:: Problem statement ::
From the listing below, work out how many lines contain "ScoringConfig"; the answer is that number and nothing more.

:: Entries provided ::
★ ★ ★

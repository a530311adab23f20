// Client for the external machine-learning graders.

use reqwest::multipart::Form;
use serde::{Deserialize, Serialize};
use thiserror::Error;
use tracing::info;

use crate::config::ScoringConfig;
use crate::models::QuizKind;

#[derive(Debug, Error)]
pub enum ScoringError {
    #[error("Scoring request failed: {0}")]
    Request(#[from] reqwest::Error),

    #[error("Scoring service answered {status}: {body}")]
    Rejected { status: u16, body: String },
}

#[derive(Debug, Serialize)]
struct ScoreRequest<'a> {
    file: &'a str,
    label: &'a str,
}

/// The graders answer `{"checkk": true|false}`.
#[derive(Debug, Deserialize)]
struct ScoreResponse {
    #[serde(rename = "checkk")]
    correct: bool,
}

pub struct ScoringClient {
    http: reqwest::Client,
    spelling_url: String,
    pronunciation_url: String,
}

impl ScoringClient {
    pub fn new(config: &ScoringConfig) -> Result<Self, ScoringError> {
        let http = reqwest::Client::builder()
            .timeout(config.timeout)
            .build()?;

        Ok(Self {
            http,
            spelling_url: config.spelling_url.clone(),
            pronunciation_url: config.pronunciation_url.clone(),
        })
    }

    /// Asks the grader of `kind` whether the artifact at `file_url` matches
    /// `label`. The spelling grader takes JSON, the pronunciation grader a
    /// multipart form with the same two fields.
    pub async fn check(&self, kind: QuizKind, file_url: &str, label: &str) -> Result<bool, ScoringError> {
        let request = match kind {
            QuizKind::Spelling => self
                .http
                .post(&self.spelling_url)
                .json(&ScoreRequest { file: file_url, label }),
            QuizKind::Pronunciation => self
                .http
                .post(&self.pronunciation_url)
                .multipart(Form::new().text("file", file_url.to_string()).text("label", label.to_string())),
        };

        let response = request.send().await?;
        let status = response.status();
        if !status.is_success() {
            let body = response.text().await.unwrap_or_default();
            return Err(ScoringError::Rejected { status: status.as_u16(), body });
        }

        let verdict: ScoreResponse = response.json().await?;
        info!("{} grader verdict for '{}': {}", kind, label, verdict.correct);
        Ok(verdict.correct)
    }
}
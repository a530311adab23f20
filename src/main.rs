use std::net::SocketAddr;
use tokio::signal;
use tracing::{error, info};

use lingo_rest_api::{
    app::{create_router, AppState},
    config::Config,
    db::Database,
    middleware::init_tracing,
};

#[tokio::main]
async fn main() {
    // Initialize structured logging
    if let Err(e) = init_tracing() {
        eprintln!("Failed to initialize tracing: {}", e);
        std::process::exit(1);
    }

    // Load configuration from environment
    let config = match Config::from_env() {
        Ok(config) => {
            info!("Configuration loaded successfully ({:?})", config.environment);
            config
        }
        Err(e) => {
            error!("Failed to load configuration: {:#}", e);
            std::process::exit(1);
        }
    };

    // Initialize database connection
    let database = match Database::new(config.database.clone()).await {
        Ok(db) => {
            info!("Database connection established");
            db
        }
        Err(e) => {
            error!("Failed to connect to database: {}", e);
            std::process::exit(1);
        }
    };

    // Run database migrations
    if let Err(e) = database.migrate().await {
        error!("Failed to run database migrations: {}", e);
        std::process::exit(1);
    }
    info!("Database migrations completed successfully");

    // Object storage and scoring clients
    let state = match AppState::new(&config, database) {
        Ok(state) => state,
        Err(e) => {
            error!("Failed to initialize application state: {:#}", e);
            std::process::exit(1);
        }
    };

    let app = create_router(state, &config);

    let addr = SocketAddr::from(([0, 0, 0, 0], config.port));
    info!("Starting server on {}", addr);

    let listener = match tokio::net::TcpListener::bind(addr).await {
        Ok(listener) => {
            info!("Server listening on {}", addr);
            listener
        }
        Err(e) => {
            error!("Failed to bind to address {}: {}", addr, e);
            std::process::exit(1);
        }
    };

    // Start the server with graceful shutdown handling
    if let Err(e) = axum::serve(listener, app)
        .with_graceful_shutdown(shutdown_signal())
        .await
    {
        error!("Server error: {}", e);
        std::process::exit(1);
    }

    info!("Server shutdown complete");
}

/// Graceful shutdown signal handler
/// Listens for SIGTERM and SIGINT signals
async fn shutdown_signal() {
    let ctrl_c = async {
        if let Err(e) = signal::ctrl_c().await {
            error!("Failed to install Ctrl+C handler: {}", e);
            std::future::pending::<()>().await;
        }
    };

    #[cfg(unix)]
    let terminate = async {
        match signal::unix::signal(signal::unix::SignalKind::terminate()) {
            Ok(mut sigterm) => {
                sigterm.recv().await;
            }
            Err(e) => {
                error!("Failed to install SIGTERM handler: {}", e);
                std::future::pending::<()>().await;
            }
        }
    };

    #[cfg(not(unix))]
    let terminate = std::future::pending::<()>();

    tokio::select! {
        _ = ctrl_c => {
            info!("Received Ctrl+C signal, initiating graceful shutdown");
        },
        _ = terminate => {
            info!("Received SIGTERM signal, initiating graceful shutdown");
        },
    }
}
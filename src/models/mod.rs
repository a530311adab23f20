// Models module

pub mod admin;
pub mod article;
pub mod quiz;
pub mod response;
pub mod user;

// Re-export commonly used types
pub use admin::{Admin, CreateAdminRequest};
pub use article::{Article, NewArticleForm};
pub use quiz::{CreateQuizRequest, Grade, Quiz, QuizKind, QuizStatus, SubmissionResult};
pub use response::{ApiResponse, Empty, Rows};
pub use user::{LoginRequest, NewUserForm, RegisterRequest, UpdateNameRequest, User};
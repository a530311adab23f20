// Helpers for tests that need a real HTTP peer.

use std::collections::HashMap;
use std::sync::{Arc, Mutex};
use std::time::Duration;

use axum::Router;

use crate::config::{AuthConfig, Config, DatabaseConfig, Environment, HttpConfig, ScoringConfig, StorageConfig};

/// One request seen by a fake upstream.
#[derive(Debug, Clone, Default)]
pub struct Recorded {
    pub path: String,
    pub query: HashMap<String, String>,
    pub authorization: Option<String>,
    pub content_type: Option<String>,
    pub body: Vec<u8>,
}

#[derive(Debug, Clone, Default)]
pub struct Recorder(Arc<Mutex<Vec<Recorded>>>);

impl Recorder {
    pub fn push(&self, call: Recorded) {
        self.0.lock().unwrap().push(call);
    }

    pub fn take(&self) -> Vec<Recorded> {
        std::mem::take(&mut *self.0.lock().unwrap())
    }
}

/// Serves `router` on an ephemeral localhost port and returns its base URL.
pub async fn serve(router: Router) -> String {
    let listener = tokio::net::TcpListener::bind("127.0.0.1:0").await.unwrap();
    let addr = listener.local_addr().unwrap();

    tokio::spawn(async move {
        axum::serve(listener, router).await.unwrap();
    });

    format!("http://{}", addr)
}

/// Settings for router tests. Storage and both graders live under
/// `upstream`. The HS256 secret is fixed so tests can mint tokens.
pub fn config(database: DatabaseConfig, upstream: &str) -> Config {
    Config {
        port: 0,
        environment: Environment::Local,
        database,
        auth: AuthConfig {
            secret: "router-test-secret-value".to_string(),
            token_ttl: Duration::from_secs(3600),
            bcrypt_cost: 4,
        },
        storage: StorageConfig {
            bucket: "lingo-test".to_string(),
            key_file: None,
            access_token: Some("static-token".to_string()),
            upload_endpoint: upstream.to_string(),
            public_url: upstream.to_string(),
        },
        scoring: ScoringConfig {
            spelling_url: format!("{}/spelling", upstream),
            pronunciation_url: format!("{}/pronunciation", upstream),
            timeout: Duration::from_secs(5),
        },
        http: HttpConfig {
            cors_origins: vec!["http://127.0.0.1:8091".to_string()],
            request_timeout: Duration::from_secs(10),
        },
    }
}

/// Nothing listens on port 1, so every query and upstream call fails fast.
pub fn offline_config() -> Config {
    config(
        DatabaseConfig {
            host: "127.0.0.1".to_string(),
            port: 1,
            database: "lingo".to_string(),
            username: "lingo".to_string(),
            password: "lingo".to_string(),
            ssl_mode: "disable".to_string(),
            max_connections: 1,
            connection_timeout: Duration::from_secs(1),
            connection_string: None,
        },
        "http://127.0.0.1:1",
    )
}
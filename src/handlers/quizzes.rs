// Quiz handlers, shared by the spelling and pronunciation routers.
// The kind is injected per router as an `Extension<QuizKind>`.

use axum::{
    extract::{Path, State},
    Extension, Json,
};
use axum_extra::extract::WithRejection;
use tracing::info;

use super::{ensure_account_exists, JsonBody, MultipartBody, PathParam};
use crate::{
    app::AppState,
    auth::{AdminSession, AuthUser},
    error::{ApiError, ApiResult},
    models::{ApiResponse, CreateQuizRequest, Empty, Grade, Quiz, QuizKind, QuizStatus, Rows, SubmissionResult},
    storage::submission_object_name,
    upload::UploadForm,
};

/// GET /{kind}/level/:level
///
/// Anonymous callers get every quiz as unanswered.
pub async fn quizzes_by_level(
    State(state): State<AppState>,
    Extension(kind): Extension<QuizKind>,
    user: Option<AuthUser>,
    WithRejection(Path(level), _): PathParam<i32>,
) -> ApiResult<ApiResponse<Rows<Vec<QuizStatus>>>> {
    let user_id = user.map(|AuthUser(claims)| claims.id);
    let quizzes = state.db.get_quizzes_by_level(kind, level, user_id).await?;

    if quizzes.is_empty() {
        return Err(ApiError::not_found("Quiz not found"));
    }

    Ok(ApiResponse::rows(format!("Success get {} quiz", kind.label().to_lowercase()), quizzes))
}

/// GET /{kind}/:id
pub async fn quiz_by_id(
    State(state): State<AppState>,
    Extension(kind): Extension<QuizKind>,
    user: Option<AuthUser>,
    WithRejection(Path(id), _): PathParam<i32>,
) -> ApiResult<ApiResponse<Rows<QuizStatus>>> {
    let user_id = user.map(|AuthUser(claims)| claims.id);
    let quiz = state.db.get_quiz_status(kind, id, user_id).await?;

    Ok(ApiResponse::rows(format!("Success get {} quiz", kind.label().to_lowercase()), quiz))
}

/// POST /{kind}/:id, multipart field `file`
///
/// Uploads the artifact, asks the kind's grader for a verdict and appends the
/// graded attempt to the user's history. Nothing is recorded when the upload
/// or the grader fails.
pub async fn submit_answer(
    State(state): State<AppState>,
    Extension(kind): Extension<QuizKind>,
    AuthUser(claims): AuthUser,
    WithRejection(Path(id), _): PathParam<i32>,
    WithRejection(multipart, _): MultipartBody,
) -> ApiResult<ApiResponse<SubmissionResult>> {
    ensure_account_exists(&state, &claims).await?;

    let quiz = state.db.get_quiz(kind, id).await?;
    if !quiz.is_open {
        return Err(ApiError::Forbidden("Quiz is not open".to_string()));
    }

    let mut form = UploadForm::read(multipart).await?;
    let file = form
        .take_file("file")
        .ok_or_else(|| ApiError::validation("No file upload"))?;

    let object_name = submission_object_name(file.file_name.as_deref());
    let content_type = file.content_type_or_default().to_string();
    let file_url = state
        .storage
        .upload(&object_name, &content_type, file.bytes)
        .await?;

    let verdict = state.scoring.check(kind, &file_url, &quiz.text).await?;
    let grade = Grade::from_verdict(verdict);

    state.db.record_attempt(kind, claims.id, quiz.id, grade).await?;

    info!("User {} answered {} quiz {}: {}", claims.id, kind, quiz.id, grade);
    Ok(ApiResponse::success("Success get result", SubmissionResult {
        text: quiz.text,
        is_answered: true,
        check: grade,
        is_open: true,
    }))
}

/// GET /listSpelling, /listPronunciation
pub async fn list_quizzes(
    State(state): State<AppState>,
    Extension(kind): Extension<QuizKind>,
    _admin: AdminSession,
) -> ApiResult<ApiResponse<Rows<Vec<Quiz>>>> {
    let quizzes = state.db.get_all_quizzes(kind).await?;
    Ok(ApiResponse::rows(format!("Success get all {} quiz", kind.label().to_lowercase()), quizzes))
}

/// POST /addSpelling, /addPronunciation
pub async fn add_quiz(
    State(state): State<AppState>,
    Extension(kind): Extension<QuizKind>,
    AdminSession(admin): AdminSession,
    WithRejection(Json(request), _): JsonBody<CreateQuizRequest>,
) -> ApiResult<ApiResponse<Rows<Quiz>>> {
    request.validate().map_err(ApiError::Validation)?;

    let quiz = state.db.create_quiz(kind, &request.normalized_text(), request.level).await?;

    info!("Admin {} added {} quiz {}", admin.id, kind, quiz.id);
    Ok(ApiResponse::rows(format!("Success add {} quiz", kind.label().to_lowercase()), quiz))
}

/// DELETE /deleteSpelling/:id, /deletePronunciation/:id
pub async fn delete_quiz(
    State(state): State<AppState>,
    Extension(kind): Extension<QuizKind>,
    AdminSession(admin): AdminSession,
    WithRejection(Path(id), _): PathParam<i32>,
) -> ApiResult<ApiResponse<Empty>> {
    state.db.delete_quiz(kind, id).await?;

    info!("Admin {} deleted {} quiz {}", admin.id, kind, id);
    Ok(ApiResponse::message(format!("Success delete {} quiz", kind.label().to_lowercase())))
}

★ ★ ★

:: Exercise output ::
4